- Kevin Hassett, former Trump economic adviser, argues the Federal Reserve still has ample space to lower interest rates further.
- The Fed cut rates by 25 basis points in December 2025 to 3.50%–3.75%, marking its third consecutive reduction amid internal dissent.
- Market reaction has been positive, with equities rallying, but the Fed signals uncertainty about future cuts as inflation remains slightly above target.
Kevin Hassett, who chaired the White House Council of Economic Advisers under President Trump, recently contended that the Federal Reserve has "plenty of room" to continue cutting interest rates. His comments come as the central bank navigates a cautious easing cycle, having lowered the federal funds rate by 25 basis points in December 2025 to 3.50%–3.75%—the lowest level since 2022.
That move, the third straight cut, wasn't without controversy. Three FOMC members dissented, the largest split since 2019, with some pushing for a bigger reduction and others preferring to hold steady. According to people familiar with the discussions, the internal debate reflects heightened uncertainty over the economic outlook. The FOMC statement explicitly referenced the "extent and timing" of any further adjustments, offering no guarantees of continued easing.
"The policy rate is still well above zero and above many estimates of the neutral rate," Hassett noted, aligning his view with those who see monetary policy as somewhat restrictive despite recent cuts. Inflation, while cooled from earlier peaks, remains slightly above the Fed's 2% target, giving officials pause. In background briefings, Fed insiders have emphasized a data-dependent approach, wary of re-igniting price pressures.

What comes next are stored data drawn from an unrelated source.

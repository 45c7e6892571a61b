//! The unit contract of a block set.
//!
//! A block is one stage of a pipeline: an extractor producing bytes, a transformer consuming
//! and producing bytes, or a loader consuming bytes. The coordinator only needs to know its
//! name, which stream ends it declares, and how to run it.

mod process;
mod task;

use futures::future::BoxFuture;

use crate::concurrency::shutdown::ShutdownRx;
use crate::connector::{PipeReader, PipeWriter};
use crate::error::BlockSetResult;

pub use process::ProcessBlock;
pub use task::TaskBlock;

/// A runnable unit exposing byte stream ends.
///
/// [`IoBlock::run`] consumes the block: a block runs at most once and is dropped when its run
/// future completes or is aborted. Failures are reported through the returned error, the
/// coordinator attaches the block name before surfacing them.
pub trait IoBlock: Send + 'static {
    /// Name identifying the block in logs and errors.
    fn name(&self) -> &str;

    /// Whether the block reads an input stream.
    fn is_consumer(&self) -> bool;

    /// Whether the block writes an output stream.
    fn is_producer(&self) -> bool;

    /// Runs the block until its work is done or it is asked to stop.
    ///
    /// The block must shut down its output when it is done writing, which is how the next block
    /// learns the stream ended. An output dropped without a shutdown only ends the stream once
    /// the block returned, and a failing block poisons the pipes first. On a graceful stop request (see [`BlockIo`]) it should
    /// stop taking new input, flush what it holds and return.
    fn run(self: Box<Self>, io: BlockIo) -> BoxFuture<'static, BlockSetResult<()>>;
}

/// Static description of a block, captured when a set is built.
#[derive(Debug, Clone, PartialEq, Eq)]
pub struct BlockDescriptor {
    pub name: String,
    pub consumer: bool,
    pub producer: bool,
}

impl BlockDescriptor {
    pub fn of(block: &dyn IoBlock) -> Self {
        Self {
            name: block.name().to_owned(),
            consumer: block.is_consumer(),
            producer: block.is_producer(),
        }
    }
}

/// Stream ends and stop requests handed to a running block.
///
/// `input` is set when an upstream block feeds this one and `output` when a downstream block
/// reads from it. A block alone in its set receives neither.
#[derive(Debug)]
pub struct BlockIo {
    input: Option<PipeReader>,
    output: Option<PipeWriter>,
    shutdown_rx: ShutdownRx,
}

impl BlockIo {
    pub fn new(
        input: Option<PipeReader>,
        output: Option<PipeWriter>,
        shutdown_rx: ShutdownRx,
    ) -> Self {
        Self {
            input,
            output,
            shutdown_rx,
        }
    }

    pub fn take_input(&mut self) -> Option<PipeReader> {
        self.input.take()
    }

    pub fn take_output(&mut self) -> Option<PipeWriter> {
        self.output.take()
    }

    /// Receiver resolving when the coordinator asks the block to stop gracefully.
    pub fn shutdown_rx(&self) -> ShutdownRx {
        self.shutdown_rx.clone()
    }

    pub fn into_parts(self) -> (Option<PipeReader>, Option<PipeWriter>, ShutdownRx) {
        (self.input, self.output, self.shutdown_rx)
    }
}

Markets, however, have embraced the dovish tilt. Equities rallied after the December decision, with the S&P 500 nearing record levels and the Dow Jones Industrial Average rising sharply. Lower rates are starting to filter through to borrowers, with mortgage and refinancing costs easing from recent highs, according to industry analysts. One mortgage lender, speaking on condition of anonymity, said, "We're seeing incremental relief, but volatility persists as investors reassess the path ahead."
Hassett's framing taps into a broader political context. With Chair Jerome Powell's term ending in mid-2026 and President Trump expected to name a successor early that year, monetary policy faces intense scrutiny. Hassett, a prominent Republican voice, implicitly supports a more growth-oriented stance, arguing that further cuts are economically justifiable to support a sluggish labor market and modest GDP growth.
Yet, the Fed's own projections tell a more restrained story. The December "dot plot" indicated only one additional cut in 2026, underscoring a relatively hawkish stance compared to market hopes. Analysts from firms like Nuveen (NUV) and Fidelity (FNF) suggest the Fed is near the end of this easing cycle, shifting to a wait-and-see mode. "What institutional investors are really focused on is stability," one portfolio manager said, echoing concerns about premature easing.
Looking ahead, the debate hinges on inflation dynamics. If price gains drift sustainably toward 2%, today's rates could mark a transition to a lower, more neutral regime. But if inflation re-accelerates, the Fed may have to pause or reverse cuts—contradicting Hassett's argument that there's "plenty of room" without risk. For now, households and businesses are watching closely, as lower borrowing costs could ease financing for interest-sensitive sectors like housing and autos, while savers may see diminished yields on deposits.
Correction: An earlier version misstated the number of dissenting FOMC members; it was three, not two.